## WHAT IS REQUIRED
Reproduce this listing from its first line through the line with "use tokio::runtime::Handle;", inclusive, leaving out all that follows.

## DATA LISTING
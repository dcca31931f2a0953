//! Build step contract

use std::path::PathBuf;
use std::sync::Arc;

use async_trait::async_trait;
use indexmap::IndexMap;
use serde::{Deserialize, Serialize};
use tokio::runtime::Handle;

use buildbuddy_core::hash::Checksums;

use crate::checksum::ChecksumStatus;

/// Folders a step works with
#[derive(Debug, Clone, PartialEq, Eq)]
pub struct BuildStepContext {
    /// The step's last published output, if it is still consistent
    pub previous: Option<PathBuf>,
    /// Fresh, empty folder to publish into
    pub next: PathBuf,
}

/// What a step sees of one direct dependency
#[derive(Debug, Clone, PartialEq, Eq)]
pub struct BuildStepArgument {
    /// Folder holding the dependency's output
    pub folder: PathBuf,
    /// Current digests of the dependency's files
    pub checksums: Checksums,
    /// Changes since the step last ran
    pub status: ChecksumStatus,
}

impl BuildStepArgument {
    /// Whether the dependency changed since the step last ran
    pub fn is_changed(&self) -> bool {
        self.status.is_changed()
    }
}

/// Arguments keyed by dependency identity
pub type BuildStepArguments = IndexMap<String, BuildStepArgument>;

/// Outcome of a successful step
#[derive(Debug, Clone, Copy, PartialEq, Eq, Serialize, Deserialize)]
pub struct BuildStepResult {
    /// Whether the `next` folder holds new content to publish
    pub published: bool,
}

impl BuildStepResult {
    /// New content was written to the `next` folder
    pub fn published() -> Self {
        Self { published: true }
    }

    /// Nothing to publish; keep the previous output
    pub fn declined() -> Self {
        Self { published: false }
    }
}

/// A unit of build work.
///
/// Implementations write their result into `context.next` and may spawn
/// additional work on `handle`. Any error aborts the step; the executor
/// discards the staged folder.
#[async_trait]
pub trait BuildStep: Send + Sync {
    /// Run even when no dependency changed
    fn is_always_run(&self) -> bool {
        false
    }

    /// Produce the step's output
    async fn apply(
        &self,
        handle: &Handle,
        context: &BuildStepContext,
        arguments: &BuildStepArguments,
    ) -> anyhow::Result<BuildStepResult>;
}

#[async_trait]
impl<S: BuildStep + ?Sized> BuildStep for Arc<S> {
    fn is_always_run(&self) -> bool {
        (**self).is_always_run()
    }

    async fn apply(
        &self,
        handle: &Handle,
        context: &BuildStepContext,
        arguments: &BuildStepArguments,
    ) -> anyhow::Result<BuildStepResult> {
        (**self).apply(handle, context, arguments).await
    }
}

/// Wraps a step so that it runs on every build
#[derive(Debug, Clone)]
pub struct AlwaysRun<S>(pub S);

#[async_trait]
impl<S: BuildStep> BuildStep for AlwaysRun<S> {
    fn is_always_run(&self) -> bool {
        true
    }

    async fn apply(
        &self,
        handle: &Handle,
        context: &BuildStepContext,
        arguments: &BuildStepArguments,
    ) -> anyhow::Result<BuildStepResult> {
        self.0.apply(handle, context, arguments).await
    }
}

#[cfg(test)]
mod tests {
    use super::*;

    struct Noop;

    #[async_trait]
    impl BuildStep for Noop {
        async fn apply(
            &self,
            _handle: &Handle,
            _context: &BuildStepContext,
            _arguments: &BuildStepArguments,
        ) -> anyhow::Result<BuildStepResult> {
            Ok(BuildStepResult::declined())
        }
    }

    #[test]
    fn test_always_run_wrapper() {
        assert!(!Noop.is_always_run());
        assert!(AlwaysRun(Noop).is_always_run());
        assert!(Arc::new(AlwaysRun(Noop)).is_always_run());
    }

    #[tokio::test]
    async fn test_arc_step_delegates() {
        let step: Arc<dyn BuildStep> = Arc::new(Noop);
        let context = BuildStepContext {
            previous: None,
            next: PathBuf::from("next"),
        };
        let result = step
            .apply(&Handle::current(), &context, &BuildStepArguments::new())
            .await
            .unwrap();
        assert!(!result.published);
    }

    #[test]
    fn test_argument_change_follows_status() {
        let argument = BuildStepArgument {
            folder: PathBuf::from("dep"),
            checksums: Checksums::new(),
            status: ChecksumStatus::default(),
        };
        assert!(!argument.is_changed());
    }
}
//! buildbuddy steps
//!
//! Ready-made [`BuildStep`](buildbuddy_tasks::BuildStep) implementations:
//! binding dependency trees into a layout, running external programs such
//! as `javac`, deriving artifact requirements from Java module descriptors,
//! and fetching verified artifacts from repositories.

pub mod bind;
pub mod fetch;
pub mod modules;
pub mod process;
pub mod repository;

pub use bind::Bind;
pub use fetch::Fetch;
pub use modules::ModuleDependencies;
pub use process::Process;
pub use repository::{DirectoryRepository, MavenCoordinate, Repository, RepositoryItem};
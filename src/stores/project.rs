use super::{EntityCache, FanOut};
use crate::error::{ApiError, record};
use crate::transport::{ApiRequest, Transport};
use desidia_schema::{ListResponse, Project, ProjectStats, ProjectStatus, WorkspaceMember};
use serde::Serialize;
use serde_json::json;
use std::collections::BTreeMap;
use std::sync::Arc;
use tracing::info;

/// Optional filters for `GET /workspaces/:id/projects`.
#[derive(Debug, Clone, Default)]
pub struct ProjectQuery {
    pub status: Option<ProjectStatus>,
    pub search: Option<String>,
}

impl ProjectQuery {
    fn apply(&self, req: ApiRequest) -> ApiRequest {
        req.query_opt("status", self.status.map(ProjectStatus::as_str))
            .query_opt("search", self.search.as_deref().filter(|s| !s.is_empty()))
    }
}

/// Projects of one workspace. The workspace id is passed into every call.
pub struct ProjectStore {
    transport: Arc<Transport>,
    cache: EntityCache<Project>,
    members: Vec<WorkspaceMember>,
    stats: Option<ProjectStats>,
    is_loading: bool,
    error: Option<String>,
}

fn base(workspace_id: &str) -> String {
    format!("/workspaces/{workspace_id}/projects")
}

fn item(workspace_id: &str, project_id: &str) -> String {
    format!("/workspaces/{workspace_id}/projects/{project_id}")
}

impl ProjectStore {
    pub fn new(transport: Arc<Transport>) -> Self {
        Self {
            transport,
            cache: EntityCache::default(),
            members: Vec::new(),
            stats: None,
            is_loading: false,
            error: None,
        }
    }

    pub async fn fetch_projects(
        &mut self,
        workspace_id: &str,
        query: &ProjectQuery,
    ) -> Result<&[Project], ApiError> {
        self.begin();
        let req = query.apply(ApiRequest::get(base(workspace_id)));
        let result = self.transport.send_as::<ListResponse<Project>>(&req).await;
        self.is_loading = false;

        let projects = record(&mut self.error, result)?.into_items();
        self.cache.set_list(projects);
        Ok(self.cache.list())
    }

    /// Make `project_id` current, then load its members and stats together.
    pub(crate) async fn select(&mut self, workspace_id: &str, project_id: &str) -> Result<Project, ApiError> {
        self.begin();
        let result = self.select_inner(workspace_id, project_id).await;
        self.is_loading = false;
        record(&mut self.error, result)
    }

    async fn select_inner(&mut self, workspace_id: &str, project_id: &str) -> Result<Project, ApiError> {
        let project = match self.cache.find(project_id) {
            Some(cached) => cached.clone(),
            None => {
                self.transport
                    .get::<Project>(&item(workspace_id, project_id))
                    .await?
            }
        };
        self.cache.set_current(Some(project.clone()));
        info!(workspace_id, project_id, "Project selected");

        let members_path = format!("{}/members", item(workspace_id, project_id));
        let stats_path = format!("{}/stats", item(workspace_id, project_id));
        let (members, stats) = tokio::join!(
            self.transport
                .get::<ListResponse<WorkspaceMember>>(&members_path),
            self.transport.get::<ProjectStats>(&stats_path),
        );

        let mut fan = FanOut::default();
        if let Some(members) = fan.take(members) {
            self.members = members.into_items();
        }
        if let Some(stats) = fan.take(stats) {
            self.stats = Some(stats);
        }
        fan.finish()?;
        Ok(project)
    }

    pub async fn create<B: Serialize + ?Sized>(
        &mut self,
        workspace_id: &str,
        data: &B,
    ) -> Result<Project, ApiError> {
        self.begin();
        let result = self.transport.post::<_, Project>(&base(workspace_id), data).await;
        self.is_loading = false;

        let project = record(&mut self.error, result)?;
        self.cache.push(project.clone());
        Ok(project)
    }

    pub async fn update<B: Serialize + ?Sized>(
        &mut self,
        workspace_id: &str,
        project_id: &str,
        data: &B,
    ) -> Result<Project, ApiError> {
        self.begin();
        let result = self
            .transport
            .patch::<_, Project>(&item(workspace_id, project_id), data)
            .await;
        self.is_loading = false;

        let project = record(&mut self.error, result)?;
        self.cache.replace(&project);
        Ok(project)
    }

    /// Returns whether the deleted project was current. Nothing is
    /// auto-selected in its place.
    pub(crate) async fn delete(&mut self, workspace_id: &str, project_id: &str) -> Result<bool, ApiError> {
        self.begin();
        let result = self.transport.delete(&item(workspace_id, project_id)).await;
        self.is_loading = false;
        record(&mut self.error, result)?;

        let was_current = self.cache.remove(project_id);
        if was_current {
            self.members.clear();
            self.stats = None;
        }
        Ok(was_current)
    }

    pub async fn archive(&mut self, workspace_id: &str, project_id: &str) -> Result<Project, ApiError> {
        self.post_and_replace(workspace_id, project_id, "archive").await
    }

    pub async fn restore(&mut self, workspace_id: &str, project_id: &str) -> Result<Project, ApiError> {
        self.post_and_replace(workspace_id, project_id, "restore").await
    }

    async fn post_and_replace(
        &mut self,
        workspace_id: &str,
        project_id: &str,
        action: &str,
    ) -> Result<Project, ApiError> {
        self.error = None;
        let req = ApiRequest::post(format!("{}/{action}", item(workspace_id, project_id)));
        let result = self.transport.send_as::<Project>(&req).await;
        let project = record(&mut self.error, result)?;
        self.cache.replace(&project);
        Ok(project)
    }

    /// The copy is appended to the list.
    pub async fn duplicate<B: Serialize + ?Sized>(
        &mut self,
        workspace_id: &str,
        project_id: &str,
        data: &B,
    ) -> Result<Project, ApiError> {
        self.error = None;
        let result = self
            .transport
            .post::<_, Project>(&format!("{}/duplicate", item(workspace_id, project_id)), data)
            .await;
        let project = record(&mut self.error, result)?;
        self.cache.push(project.clone());
        Ok(project)
    }

    pub async fn fetch_members(
        &mut self,
        workspace_id: &str,
        project_id: &str,
    ) -> Result<&[WorkspaceMember], ApiError> {
        let result = self
            .transport
            .get::<ListResponse<WorkspaceMember>>(&format!("{}/members", item(workspace_id, project_id)))
            .await;
        self.members = record(&mut self.error, result)?.into_items();
        Ok(&self.members)
    }

    /// Add a member, reloading the member list when the project is current.
    pub async fn add_member(
        &mut self,
        workspace_id: &str,
        project_id: &str,
        user_id: &str,
    ) -> Result<(), ApiError> {
        let req = ApiRequest::post(format!("{}/members", item(workspace_id, project_id)))
            .body(json!({ "userId": user_id }));
        let result = self.transport.send_unit(&req).await;
        record(&mut self.error, result)?;

        self.cache.modify(project_id, |p| {
            if !p.members.iter().any(|m| m == user_id) {
                p.members.push(user_id.to_string());
            }
        });
        if self.cache.is_current(project_id) {
            self.fetch_members(workspace_id, project_id).await?;
        }
        Ok(())
    }

    pub async fn remove_member(
        &mut self,
        workspace_id: &str,
        project_id: &str,
        user_id: &str,
    ) -> Result<(), ApiError> {
        let result = self
            .transport
            .delete(&format!("{}/members/{user_id}", item(workspace_id, project_id)))
            .await;
        record(&mut self.error, result)?;

        self.cache
            .modify(project_id, |p| p.members.retain(|m| m != user_id));
        if self.cache.is_current(project_id) {
            self.members.retain(|m| m.user_id != user_id);
        }
        Ok(())
    }

    pub async fn fetch_stats(
        &mut self,
        workspace_id: &str,
        project_id: &str,
    ) -> Result<&ProjectStats, ApiError> {
        let result = self
            .transport
            .get::<ProjectStats>(&format!("{}/stats", item(workspace_id, project_id)))
            .await;
        let stats = record(&mut self.error, result)?;
        Ok(self.stats.insert(stats))
    }

    pub(crate) fn clear(&mut self) {
        self.cache.clear();
        self.members.clear();
        self.stats = None;
        self.error = None;
    }

    fn begin(&mut self) {
        self.is_loading = true;
        self.error = None;
    }

    pub fn list(&self) -> &[Project] {
        self.cache.list()
    }

    pub fn current(&self) -> Option<&Project> {
        self.cache.current()
    }

    pub fn current_id(&self) -> Option<&str> {
        self.cache.current_id()
    }

    pub fn current_name(&self) -> &str {
        self.cache.current().map_or("", |p| p.name.as_str())
    }

    pub fn count(&self) -> usize {
        self.cache.len()
    }

    pub fn project(&self, id: &str) -> Option<&Project> {
        self.cache.find(id)
    }

    pub fn members(&self) -> &[WorkspaceMember] {
        &self.members
    }

    pub fn stats(&self) -> Option<&ProjectStats> {
        self.stats.as_ref()
    }

    pub fn active_projects(&self) -> Vec<&Project> {
        self.with_status(ProjectStatus::Active)
    }

    pub fn archived_projects(&self) -> Vec<&Project> {
        self.with_status(ProjectStatus::Archived)
    }

    fn with_status(&self, status: ProjectStatus) -> Vec<&Project> {
        self.cache.list().iter().filter(|p| p.status == status).collect()
    }

    pub fn projects_by_status(&self) -> BTreeMap<ProjectStatus, Vec<&Project>> {
        let mut grouped: BTreeMap<ProjectStatus, Vec<&Project>> = BTreeMap::new();
        for project in self.cache.list() {
            grouped.entry(project.status).or_default().push(project);
        }
        grouped
    }

    pub fn is_loading(&self) -> bool {
        self.is_loading
    }

    pub fn error(&self) -> Option<&str> {
        self.error.as_deref()
    }
}
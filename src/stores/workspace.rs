use super::{EntityCache, FanOut};
use crate::error::{ApiError, record};
use crate::transport::{ApiRequest, Transport};
use desidia_schema::{ListResponse, MemberInvite, Tag, UserRole, Workspace, WorkspaceMember};
use serde::Serialize;
use serde_json::json;
use std::collections::BTreeMap;
use std::sync::Arc;
use tracing::{debug, info};

/// Workspaces visible to the user, the selected one, and its members and tags.
pub struct WorkspaceStore {
    transport: Arc<Transport>,
    cache: EntityCache<Workspace>,
    members: Vec<WorkspaceMember>,
    tags: Vec<Tag>,
    is_loading: bool,
    error: Option<String>,
}

impl WorkspaceStore {
    pub fn new(transport: Arc<Transport>) -> Self {
        Self {
            transport,
            cache: EntityCache::default(),
            members: Vec::new(),
            tags: Vec::new(),
            is_loading: false,
            error: None,
        }
    }

    /// `GET /workspaces`. Selection of a default is left to the caller.
    pub async fn fetch_workspaces(&mut self) -> Result<&[Workspace], ApiError> {
        self.begin();
        let result = self
            .transport
            .get::<ListResponse<Workspace>>("/workspaces")
            .await;
        self.is_loading = false;

        let workspaces = record(&mut self.error, result)?.into_items();
        debug!(count = workspaces.len(), "Workspaces fetched");
        self.cache.set_list(workspaces);
        Ok(self.cache.list())
    }

    /// Make `id` current: resolve it from the list or the server, scope the
    /// transport to it, then load members and tags together.
    pub(crate) async fn select(&mut self, id: &str) -> Result<Workspace, ApiError> {
        self.begin();
        let result = self.select_inner(id).await;
        self.is_loading = false;
        record(&mut self.error, result)
    }

    async fn select_inner(&mut self, id: &str) -> Result<Workspace, ApiError> {
        let workspace = match self.cache.find(id) {
            Some(cached) => cached.clone(),
            None => {
                self.transport
                    .get::<Workspace>(&format!("/workspaces/{id}"))
                    .await?
            }
        };

        self.cache.set_current(Some(workspace.clone()));
        self.transport.set_workspace_scope(Some(id)).await;
        info!(workspace_id = %id, name = %workspace.name, "Workspace selected");

        let members_path = format!("/workspaces/{id}/members");
        let tags_path = format!("/workspaces/{id}/tags");
        let (members, tags) = tokio::join!(
            self.transport
                .get::<ListResponse<WorkspaceMember>>(&members_path),
            self.transport.get::<ListResponse<Tag>>(&tags_path),
        );

        let mut fan = FanOut::default();
        if let Some(members) = fan.take(members) {
            self.members = members.into_items();
        }
        if let Some(tags) = fan.take(tags) {
            self.tags = tags.into_items();
        }
        fan.finish()?;
        Ok(workspace)
    }

    /// `POST /workspaces`; the new workspace is appended but not selected.
    pub async fn create<B: Serialize + ?Sized>(&mut self, data: &B) -> Result<Workspace, ApiError> {
        self.begin();
        let result = self.transport.post::<_, Workspace>("/workspaces", data).await;
        self.is_loading = false;

        let workspace = record(&mut self.error, result)?;
        self.cache.push(workspace.clone());
        Ok(workspace)
    }

    pub async fn update<B: Serialize + ?Sized>(
        &mut self,
        id: &str,
        data: &B,
    ) -> Result<Workspace, ApiError> {
        self.begin();
        let result = self
            .transport
            .patch::<_, Workspace>(&format!("/workspaces/{id}"), data)
            .await;
        self.is_loading = false;

        let workspace = record(&mut self.error, result)?;
        self.cache.replace(&workspace);
        Ok(workspace)
    }

    /// Update the current workspace. `Ok(None)` when nothing is selected.
    pub async fn update_current<B: Serialize + ?Sized>(
        &mut self,
        data: &B,
    ) -> Result<Option<Workspace>, ApiError> {
        let Some(id) = self.current_id().map(str::to_string) else {
            return Ok(None);
        };
        self.update(&id, data).await.map(Some)
    }

    /// `DELETE /workspaces/:id`. Returns whether the deleted workspace was
    /// current; in that case its members, tags and the transport scope are
    /// dropped as well.
    pub(crate) async fn delete(&mut self, id: &str) -> Result<bool, ApiError> {
        self.begin();
        let result = self.transport.delete(&format!("/workspaces/{id}")).await;
        self.is_loading = false;
        record(&mut self.error, result)?;

        let was_current = self.cache.remove(id);
        if was_current {
            self.members.clear();
            self.tags.clear();
            self.transport.set_workspace_scope(None).await;
        }
        Ok(was_current)
    }

    pub async fn fetch_members(&mut self, workspace_id: &str) -> Result<&[WorkspaceMember], ApiError> {
        let result = self
            .transport
            .get::<ListResponse<WorkspaceMember>>(&format!("/workspaces/{workspace_id}/members"))
            .await;
        self.members = record(&mut self.error, result)?.into_items();
        Ok(&self.members)
    }

    /// Invite into the current workspace, then reload its members.
    pub async fn invite_member(&mut self, invite: &MemberInvite) -> Result<bool, ApiError> {
        let Some(id) = self.current_id().map(str::to_string) else {
            return Ok(false);
        };
        let result = self
            .transport
            .send_unit(&ApiRequest::post(format!("/workspaces/{id}/members/invite")).json(invite)?)
            .await;
        record(&mut self.error, result)?;
        self.fetch_members(&id).await?;
        Ok(true)
    }

    pub async fn update_member_role(
        &mut self,
        user_id: &str,
        role: UserRole,
    ) -> Result<bool, ApiError> {
        let Some(id) = self.current_id().map(str::to_string) else {
            return Ok(false);
        };
        let req = ApiRequest::patch(format!("/workspaces/{id}/members/{user_id}"))
            .body(json!({ "role": role }));
        let result = self.transport.send_unit(&req).await;
        record(&mut self.error, result)?;

        for member in self.members.iter_mut().filter(|m| m.user_id == user_id) {
            member.role = role;
        }
        Ok(true)
    }

    pub async fn remove_member(&mut self, user_id: &str) -> Result<bool, ApiError> {
        let Some(id) = self.current_id().map(str::to_string) else {
            return Ok(false);
        };
        let result = self
            .transport
            .delete(&format!("/workspaces/{id}/members/{user_id}"))
            .await;
        record(&mut self.error, result)?;

        self.members.retain(|m| m.user_id != user_id);
        Ok(true)
    }

    /// `POST /workspaces/:id/leave`. Returns whether the left workspace was
    /// current, mirroring [`WorkspaceStore::delete`].
    pub(crate) async fn leave(&mut self, id: &str) -> Result<bool, ApiError> {
        let result = self
            .transport
            .send_unit(&ApiRequest::post(format!("/workspaces/{id}/leave")))
            .await;
        record(&mut self.error, result)?;

        let was_current = self.cache.remove(id);
        if was_current {
            self.members.clear();
            self.tags.clear();
            self.transport.set_workspace_scope(None).await;
        }
        Ok(was_current)
    }

    pub async fn fetch_tags(&mut self, workspace_id: &str) -> Result<&[Tag], ApiError> {
        let result = self
            .transport
            .get::<ListResponse<Tag>>(&format!("/workspaces/{workspace_id}/tags"))
            .await;
        self.tags = record(&mut self.error, result)?.into_items();
        Ok(&self.tags)
    }

    pub async fn create_tag<B: Serialize + ?Sized>(
        &mut self,
        data: &B,
    ) -> Result<Option<Tag>, ApiError> {
        let Some(id) = self.current_id().map(str::to_string) else {
            return Ok(None);
        };
        let result = self
            .transport
            .post::<_, Tag>(&format!("/workspaces/{id}/tags"), data)
            .await;
        let tag = record(&mut self.error, result)?;
        self.tags.push(tag.clone());
        Ok(Some(tag))
    }

    pub async fn delete_tag(&mut self, tag_id: &str) -> Result<bool, ApiError> {
        let Some(id) = self.current_id().map(str::to_string) else {
            return Ok(false);
        };
        let result = self
            .transport
            .delete(&format!("/workspaces/{id}/tags/{tag_id}"))
            .await;
        record(&mut self.error, result)?;
        self.tags.retain(|t| t.id != tag_id);
        Ok(true)
    }

    /// Forget everything, including the persisted workspace scope.
    pub(crate) async fn clear(&mut self) {
        self.cache.clear();
        self.members.clear();
        self.tags.clear();
        self.error = None;
        self.transport.set_workspace_scope(None).await;
    }

    fn begin(&mut self) {
        self.is_loading = true;
        self.error = None;
    }

    pub fn list(&self) -> &[Workspace] {
        self.cache.list()
    }

    pub fn current(&self) -> Option<&Workspace> {
        self.cache.current()
    }

    pub fn current_id(&self) -> Option<&str> {
        self.cache.current_id()
    }

    pub fn current_name(&self) -> &str {
        self.cache.current().map_or("", |w| w.name.as_str())
    }

    pub fn count(&self) -> usize {
        self.cache.len()
    }

    pub fn has_workspaces(&self) -> bool {
        !self.cache.is_empty()
    }

    pub fn workspace(&self, id: &str) -> Option<&Workspace> {
        self.cache.find(id)
    }

    pub fn members(&self) -> &[WorkspaceMember] {
        &self.members
    }

    pub fn member_count(&self) -> usize {
        self.members.len()
    }

    pub fn member(&self, user_id: &str) -> Option<&WorkspaceMember> {
        self.members.iter().find(|m| m.user_id == user_id)
    }

    pub fn tags(&self) -> &[Tag] {
        &self.tags
    }

    pub fn tag(&self, tag_id: &str) -> Option<&Tag> {
        self.tags.iter().find(|t| t.id == tag_id)
    }

    pub fn members_by_role(&self) -> BTreeMap<UserRole, Vec<&WorkspaceMember>> {
        let mut grouped: BTreeMap<UserRole, Vec<&WorkspaceMember>> = BTreeMap::new();
        for member in &self.members {
            grouped.entry(member.role).or_default().push(member);
        }
        grouped
    }

    pub fn tags_by_color(&self) -> BTreeMap<&str, Vec<&Tag>> {
        let mut grouped: BTreeMap<&str, Vec<&Tag>> = BTreeMap::new();
        for tag in &self.tags {
            grouped.entry(tag.color.as_str()).or_default().push(tag);
        }
        grouped
    }

    pub fn is_loading(&self) -> bool {
        self.is_loading
    }

    pub fn error(&self) -> Option<&str> {
        self.error.as_deref()
    }
}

## SOLUTION FOR THIS EXERCISE
repository dcca31931f2a0953
//! Build step contract

use std::path::PathBuf;
use std::sync::Arc;

use async_trait::async_trait;
use indexmap::IndexMap;
use serde::{Deserialize, Serialize};
use tokio::runtime::Handle;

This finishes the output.